• EXERCISE PROMPT:
Transcribe the stretch of entries below from the line with "filename src/upstream/types.rs" through the line with "pub type ItemId = u64;", exactly and with both ends included; leave out all other lines.

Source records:
>>
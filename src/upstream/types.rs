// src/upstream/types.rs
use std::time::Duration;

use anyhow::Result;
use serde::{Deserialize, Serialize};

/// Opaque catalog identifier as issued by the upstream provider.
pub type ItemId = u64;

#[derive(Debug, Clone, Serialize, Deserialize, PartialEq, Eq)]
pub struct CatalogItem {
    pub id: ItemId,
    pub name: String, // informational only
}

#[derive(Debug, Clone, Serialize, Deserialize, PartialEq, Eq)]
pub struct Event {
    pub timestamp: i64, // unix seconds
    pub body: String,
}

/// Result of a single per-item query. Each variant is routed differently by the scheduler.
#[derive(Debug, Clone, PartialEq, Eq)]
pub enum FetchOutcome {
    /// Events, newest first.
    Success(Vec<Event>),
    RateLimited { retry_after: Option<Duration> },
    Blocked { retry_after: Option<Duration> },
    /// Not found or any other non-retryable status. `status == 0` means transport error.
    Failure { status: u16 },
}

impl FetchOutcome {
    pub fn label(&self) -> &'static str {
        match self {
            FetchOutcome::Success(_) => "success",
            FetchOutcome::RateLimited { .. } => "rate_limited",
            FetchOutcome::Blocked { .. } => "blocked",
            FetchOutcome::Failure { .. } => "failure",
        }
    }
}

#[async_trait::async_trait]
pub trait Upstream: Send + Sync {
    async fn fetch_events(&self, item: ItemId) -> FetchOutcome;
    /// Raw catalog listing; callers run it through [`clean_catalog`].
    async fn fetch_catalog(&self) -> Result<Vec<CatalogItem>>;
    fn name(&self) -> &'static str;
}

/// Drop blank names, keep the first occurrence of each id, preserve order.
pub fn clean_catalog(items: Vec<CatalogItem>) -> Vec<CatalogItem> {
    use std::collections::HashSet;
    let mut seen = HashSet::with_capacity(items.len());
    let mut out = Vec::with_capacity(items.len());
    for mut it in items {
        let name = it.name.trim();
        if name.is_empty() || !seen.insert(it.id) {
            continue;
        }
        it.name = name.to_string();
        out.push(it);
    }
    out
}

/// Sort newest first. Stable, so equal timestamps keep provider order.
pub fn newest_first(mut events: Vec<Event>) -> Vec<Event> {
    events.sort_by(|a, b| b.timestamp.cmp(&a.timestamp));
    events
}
<<
>>
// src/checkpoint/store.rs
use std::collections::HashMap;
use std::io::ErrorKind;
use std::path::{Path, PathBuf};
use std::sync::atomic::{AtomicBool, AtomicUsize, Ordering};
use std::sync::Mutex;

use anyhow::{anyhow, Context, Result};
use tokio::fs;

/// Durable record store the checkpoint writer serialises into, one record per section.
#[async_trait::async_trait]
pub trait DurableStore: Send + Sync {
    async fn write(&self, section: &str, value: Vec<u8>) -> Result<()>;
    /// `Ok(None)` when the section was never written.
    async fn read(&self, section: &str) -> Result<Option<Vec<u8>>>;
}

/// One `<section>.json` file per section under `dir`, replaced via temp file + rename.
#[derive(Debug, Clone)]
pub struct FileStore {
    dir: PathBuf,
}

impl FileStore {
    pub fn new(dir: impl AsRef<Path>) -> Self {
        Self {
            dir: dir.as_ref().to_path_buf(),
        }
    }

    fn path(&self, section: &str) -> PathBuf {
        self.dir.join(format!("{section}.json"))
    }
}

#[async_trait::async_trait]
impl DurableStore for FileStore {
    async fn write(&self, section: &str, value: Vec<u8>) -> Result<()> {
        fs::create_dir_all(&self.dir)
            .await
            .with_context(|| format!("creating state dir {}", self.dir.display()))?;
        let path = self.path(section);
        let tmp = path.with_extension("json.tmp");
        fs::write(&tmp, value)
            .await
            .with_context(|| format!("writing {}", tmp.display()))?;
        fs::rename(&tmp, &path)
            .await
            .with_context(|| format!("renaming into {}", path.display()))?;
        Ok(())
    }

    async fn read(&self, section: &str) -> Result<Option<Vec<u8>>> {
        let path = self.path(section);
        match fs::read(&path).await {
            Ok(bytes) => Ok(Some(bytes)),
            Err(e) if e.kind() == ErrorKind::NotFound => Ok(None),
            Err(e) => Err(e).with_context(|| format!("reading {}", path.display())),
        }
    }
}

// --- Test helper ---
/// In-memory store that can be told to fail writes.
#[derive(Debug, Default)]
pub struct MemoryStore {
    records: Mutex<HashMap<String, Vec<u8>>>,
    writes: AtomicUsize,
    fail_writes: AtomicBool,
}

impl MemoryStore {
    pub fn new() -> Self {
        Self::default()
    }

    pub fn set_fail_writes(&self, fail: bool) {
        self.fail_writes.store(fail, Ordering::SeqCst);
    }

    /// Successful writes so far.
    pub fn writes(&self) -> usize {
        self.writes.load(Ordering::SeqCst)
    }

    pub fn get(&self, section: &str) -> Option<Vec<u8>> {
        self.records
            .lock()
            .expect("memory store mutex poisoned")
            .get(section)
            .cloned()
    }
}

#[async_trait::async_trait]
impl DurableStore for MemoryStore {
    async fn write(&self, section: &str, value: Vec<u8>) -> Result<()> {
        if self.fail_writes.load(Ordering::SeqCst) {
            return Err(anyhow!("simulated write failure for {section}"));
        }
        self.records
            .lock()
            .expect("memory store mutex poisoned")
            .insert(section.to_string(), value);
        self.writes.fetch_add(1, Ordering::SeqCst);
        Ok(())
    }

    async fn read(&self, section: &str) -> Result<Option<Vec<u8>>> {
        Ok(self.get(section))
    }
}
<<
>>
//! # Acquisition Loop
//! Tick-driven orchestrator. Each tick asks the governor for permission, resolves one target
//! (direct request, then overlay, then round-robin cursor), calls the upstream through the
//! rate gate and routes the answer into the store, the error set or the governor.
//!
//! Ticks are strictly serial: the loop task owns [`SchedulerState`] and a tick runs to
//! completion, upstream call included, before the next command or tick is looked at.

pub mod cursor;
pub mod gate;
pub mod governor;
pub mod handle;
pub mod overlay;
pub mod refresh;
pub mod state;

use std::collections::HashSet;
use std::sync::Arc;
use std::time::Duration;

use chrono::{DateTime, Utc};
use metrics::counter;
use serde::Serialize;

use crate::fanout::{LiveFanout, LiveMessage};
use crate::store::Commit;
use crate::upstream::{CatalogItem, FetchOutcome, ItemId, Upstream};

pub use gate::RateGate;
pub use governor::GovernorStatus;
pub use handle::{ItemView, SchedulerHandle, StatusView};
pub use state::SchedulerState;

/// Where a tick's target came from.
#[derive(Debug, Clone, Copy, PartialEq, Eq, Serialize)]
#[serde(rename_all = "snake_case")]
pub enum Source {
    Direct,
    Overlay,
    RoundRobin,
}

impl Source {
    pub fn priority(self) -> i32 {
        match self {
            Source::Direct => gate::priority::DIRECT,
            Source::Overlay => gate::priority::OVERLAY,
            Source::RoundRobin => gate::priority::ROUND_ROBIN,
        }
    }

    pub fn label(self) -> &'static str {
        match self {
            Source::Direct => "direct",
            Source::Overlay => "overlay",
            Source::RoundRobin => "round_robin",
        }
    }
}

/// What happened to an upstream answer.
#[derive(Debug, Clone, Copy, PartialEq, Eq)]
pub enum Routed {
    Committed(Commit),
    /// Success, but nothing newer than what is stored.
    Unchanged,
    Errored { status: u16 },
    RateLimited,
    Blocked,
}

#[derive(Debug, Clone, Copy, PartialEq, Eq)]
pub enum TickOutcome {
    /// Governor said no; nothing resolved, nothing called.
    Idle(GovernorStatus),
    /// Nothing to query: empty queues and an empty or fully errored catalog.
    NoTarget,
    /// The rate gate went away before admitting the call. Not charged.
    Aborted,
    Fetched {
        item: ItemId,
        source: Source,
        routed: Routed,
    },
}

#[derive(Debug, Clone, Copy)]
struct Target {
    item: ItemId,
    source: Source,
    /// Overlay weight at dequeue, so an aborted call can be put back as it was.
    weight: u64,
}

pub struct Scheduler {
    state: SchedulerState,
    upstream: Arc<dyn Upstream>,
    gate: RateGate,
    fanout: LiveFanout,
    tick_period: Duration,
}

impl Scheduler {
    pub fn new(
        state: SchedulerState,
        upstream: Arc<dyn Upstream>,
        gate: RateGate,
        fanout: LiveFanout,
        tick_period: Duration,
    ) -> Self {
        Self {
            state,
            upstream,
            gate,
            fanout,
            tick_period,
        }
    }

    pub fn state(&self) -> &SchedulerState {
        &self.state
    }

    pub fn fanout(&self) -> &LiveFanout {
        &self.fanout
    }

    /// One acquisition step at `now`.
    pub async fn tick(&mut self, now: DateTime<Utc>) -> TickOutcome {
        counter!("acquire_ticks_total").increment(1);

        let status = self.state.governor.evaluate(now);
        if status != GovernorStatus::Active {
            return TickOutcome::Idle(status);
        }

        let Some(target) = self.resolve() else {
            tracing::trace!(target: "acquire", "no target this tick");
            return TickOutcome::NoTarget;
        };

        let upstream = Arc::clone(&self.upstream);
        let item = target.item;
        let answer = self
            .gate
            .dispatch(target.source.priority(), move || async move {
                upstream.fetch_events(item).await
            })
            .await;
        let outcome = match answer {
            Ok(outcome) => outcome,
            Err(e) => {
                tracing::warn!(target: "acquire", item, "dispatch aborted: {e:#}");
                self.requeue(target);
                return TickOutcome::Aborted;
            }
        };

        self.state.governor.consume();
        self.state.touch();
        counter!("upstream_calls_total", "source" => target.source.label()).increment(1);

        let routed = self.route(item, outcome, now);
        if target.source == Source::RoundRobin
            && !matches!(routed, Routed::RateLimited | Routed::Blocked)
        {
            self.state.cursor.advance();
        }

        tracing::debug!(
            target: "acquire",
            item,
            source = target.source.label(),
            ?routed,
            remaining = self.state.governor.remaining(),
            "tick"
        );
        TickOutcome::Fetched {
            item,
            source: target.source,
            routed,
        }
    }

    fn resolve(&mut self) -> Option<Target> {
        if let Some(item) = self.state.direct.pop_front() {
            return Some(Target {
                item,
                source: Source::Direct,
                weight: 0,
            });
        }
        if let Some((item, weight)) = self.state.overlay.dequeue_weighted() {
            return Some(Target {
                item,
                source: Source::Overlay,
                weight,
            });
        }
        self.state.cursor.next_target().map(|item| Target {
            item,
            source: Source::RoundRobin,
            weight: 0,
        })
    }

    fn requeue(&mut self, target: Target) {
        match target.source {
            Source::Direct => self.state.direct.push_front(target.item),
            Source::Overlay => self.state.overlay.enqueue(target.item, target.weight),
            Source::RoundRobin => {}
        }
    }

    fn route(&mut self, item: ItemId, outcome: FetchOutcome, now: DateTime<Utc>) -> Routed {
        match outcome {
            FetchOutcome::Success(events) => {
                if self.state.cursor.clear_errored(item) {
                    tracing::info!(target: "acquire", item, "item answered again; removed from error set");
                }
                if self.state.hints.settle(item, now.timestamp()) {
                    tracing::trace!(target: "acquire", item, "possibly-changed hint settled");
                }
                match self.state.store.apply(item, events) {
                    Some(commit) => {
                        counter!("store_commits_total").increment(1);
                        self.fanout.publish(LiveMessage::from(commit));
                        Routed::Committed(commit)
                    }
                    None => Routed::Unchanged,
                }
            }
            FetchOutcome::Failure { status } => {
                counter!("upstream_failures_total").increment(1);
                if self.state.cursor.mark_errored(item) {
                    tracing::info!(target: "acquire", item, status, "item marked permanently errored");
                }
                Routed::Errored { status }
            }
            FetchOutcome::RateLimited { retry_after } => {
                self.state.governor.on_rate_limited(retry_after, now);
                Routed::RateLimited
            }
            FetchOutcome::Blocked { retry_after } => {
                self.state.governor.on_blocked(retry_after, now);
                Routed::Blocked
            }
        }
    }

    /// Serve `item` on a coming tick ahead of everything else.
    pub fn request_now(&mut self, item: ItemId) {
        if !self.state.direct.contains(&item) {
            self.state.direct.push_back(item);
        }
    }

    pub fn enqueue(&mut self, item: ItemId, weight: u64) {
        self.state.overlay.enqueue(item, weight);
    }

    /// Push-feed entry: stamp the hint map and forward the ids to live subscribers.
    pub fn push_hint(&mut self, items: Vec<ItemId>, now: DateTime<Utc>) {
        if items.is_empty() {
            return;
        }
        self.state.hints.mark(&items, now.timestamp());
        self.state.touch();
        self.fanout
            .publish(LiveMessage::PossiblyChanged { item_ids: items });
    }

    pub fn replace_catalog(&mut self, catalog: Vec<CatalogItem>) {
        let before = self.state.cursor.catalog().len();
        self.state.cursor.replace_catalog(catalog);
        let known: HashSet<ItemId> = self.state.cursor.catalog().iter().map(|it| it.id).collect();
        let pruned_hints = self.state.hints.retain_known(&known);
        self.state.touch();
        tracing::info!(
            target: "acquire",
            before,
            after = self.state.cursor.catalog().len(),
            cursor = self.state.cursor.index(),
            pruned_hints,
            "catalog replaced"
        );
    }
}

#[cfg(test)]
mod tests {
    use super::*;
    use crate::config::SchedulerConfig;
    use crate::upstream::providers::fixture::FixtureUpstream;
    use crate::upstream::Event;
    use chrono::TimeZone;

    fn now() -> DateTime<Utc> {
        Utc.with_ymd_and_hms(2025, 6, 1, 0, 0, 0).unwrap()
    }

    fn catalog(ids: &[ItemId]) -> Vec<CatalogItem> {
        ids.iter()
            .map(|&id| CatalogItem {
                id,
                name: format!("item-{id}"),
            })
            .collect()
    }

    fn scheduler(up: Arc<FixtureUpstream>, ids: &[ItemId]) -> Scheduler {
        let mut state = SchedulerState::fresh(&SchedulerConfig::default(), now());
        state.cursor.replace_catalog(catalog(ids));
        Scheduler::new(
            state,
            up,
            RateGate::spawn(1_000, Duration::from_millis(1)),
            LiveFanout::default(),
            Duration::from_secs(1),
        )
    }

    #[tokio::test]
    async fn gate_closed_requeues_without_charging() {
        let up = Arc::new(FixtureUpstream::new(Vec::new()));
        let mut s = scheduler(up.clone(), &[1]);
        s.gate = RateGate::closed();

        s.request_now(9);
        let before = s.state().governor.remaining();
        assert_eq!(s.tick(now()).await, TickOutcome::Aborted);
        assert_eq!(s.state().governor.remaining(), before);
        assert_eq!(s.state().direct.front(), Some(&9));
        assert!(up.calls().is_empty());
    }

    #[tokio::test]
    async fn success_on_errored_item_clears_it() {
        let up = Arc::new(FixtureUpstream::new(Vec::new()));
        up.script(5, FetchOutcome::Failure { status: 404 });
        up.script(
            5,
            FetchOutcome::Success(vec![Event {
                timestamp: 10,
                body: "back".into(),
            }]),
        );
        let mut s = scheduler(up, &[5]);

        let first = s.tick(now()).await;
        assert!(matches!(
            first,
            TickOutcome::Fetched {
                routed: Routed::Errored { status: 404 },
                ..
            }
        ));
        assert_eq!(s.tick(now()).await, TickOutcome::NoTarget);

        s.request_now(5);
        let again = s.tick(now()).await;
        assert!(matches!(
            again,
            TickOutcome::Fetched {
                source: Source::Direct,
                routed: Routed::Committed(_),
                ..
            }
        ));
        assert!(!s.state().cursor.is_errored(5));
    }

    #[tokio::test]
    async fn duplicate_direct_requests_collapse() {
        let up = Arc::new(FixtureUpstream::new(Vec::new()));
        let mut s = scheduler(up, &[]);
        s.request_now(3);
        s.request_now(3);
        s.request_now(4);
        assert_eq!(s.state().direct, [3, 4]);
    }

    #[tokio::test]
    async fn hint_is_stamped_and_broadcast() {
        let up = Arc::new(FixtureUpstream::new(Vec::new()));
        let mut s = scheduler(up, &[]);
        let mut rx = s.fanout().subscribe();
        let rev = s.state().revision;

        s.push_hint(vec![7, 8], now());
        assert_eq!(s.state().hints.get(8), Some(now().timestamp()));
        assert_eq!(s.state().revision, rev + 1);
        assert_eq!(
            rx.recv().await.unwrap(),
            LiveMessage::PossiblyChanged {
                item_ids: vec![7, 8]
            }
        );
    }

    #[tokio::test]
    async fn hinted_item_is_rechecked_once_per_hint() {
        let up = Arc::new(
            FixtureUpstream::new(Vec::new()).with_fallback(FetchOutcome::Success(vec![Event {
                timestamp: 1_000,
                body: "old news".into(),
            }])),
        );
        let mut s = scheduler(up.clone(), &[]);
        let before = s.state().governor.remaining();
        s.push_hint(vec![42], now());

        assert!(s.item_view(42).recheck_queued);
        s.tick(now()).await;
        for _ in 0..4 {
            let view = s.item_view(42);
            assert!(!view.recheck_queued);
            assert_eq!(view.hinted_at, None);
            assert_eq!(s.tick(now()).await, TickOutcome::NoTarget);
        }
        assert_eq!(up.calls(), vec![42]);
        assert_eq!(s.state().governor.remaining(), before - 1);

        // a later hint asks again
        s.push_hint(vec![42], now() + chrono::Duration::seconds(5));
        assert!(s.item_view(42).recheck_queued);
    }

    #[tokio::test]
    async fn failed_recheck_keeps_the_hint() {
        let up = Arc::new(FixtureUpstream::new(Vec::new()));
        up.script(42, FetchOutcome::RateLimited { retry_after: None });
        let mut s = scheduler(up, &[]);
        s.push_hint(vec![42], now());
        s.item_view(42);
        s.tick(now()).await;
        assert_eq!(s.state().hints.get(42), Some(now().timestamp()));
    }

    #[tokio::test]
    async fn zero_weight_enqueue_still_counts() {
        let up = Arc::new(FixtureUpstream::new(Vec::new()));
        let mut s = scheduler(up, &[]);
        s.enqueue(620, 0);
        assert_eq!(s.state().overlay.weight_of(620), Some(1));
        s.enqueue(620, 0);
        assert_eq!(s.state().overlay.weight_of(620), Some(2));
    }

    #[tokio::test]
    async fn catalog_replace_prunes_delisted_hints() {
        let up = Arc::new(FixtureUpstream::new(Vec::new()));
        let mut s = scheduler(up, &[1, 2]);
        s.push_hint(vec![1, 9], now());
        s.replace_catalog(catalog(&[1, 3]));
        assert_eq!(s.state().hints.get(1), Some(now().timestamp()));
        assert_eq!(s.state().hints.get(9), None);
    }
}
<<
• YOUR SOLUTION:
filename src/upstream/types.rs
// src/upstream/types.rs
use std::time::Duration;

use anyhow::Result;
use serde::{Deserialize, Serialize};

/// Opaque catalog identifier as issued by the upstream provider.
pub type ItemId = u64;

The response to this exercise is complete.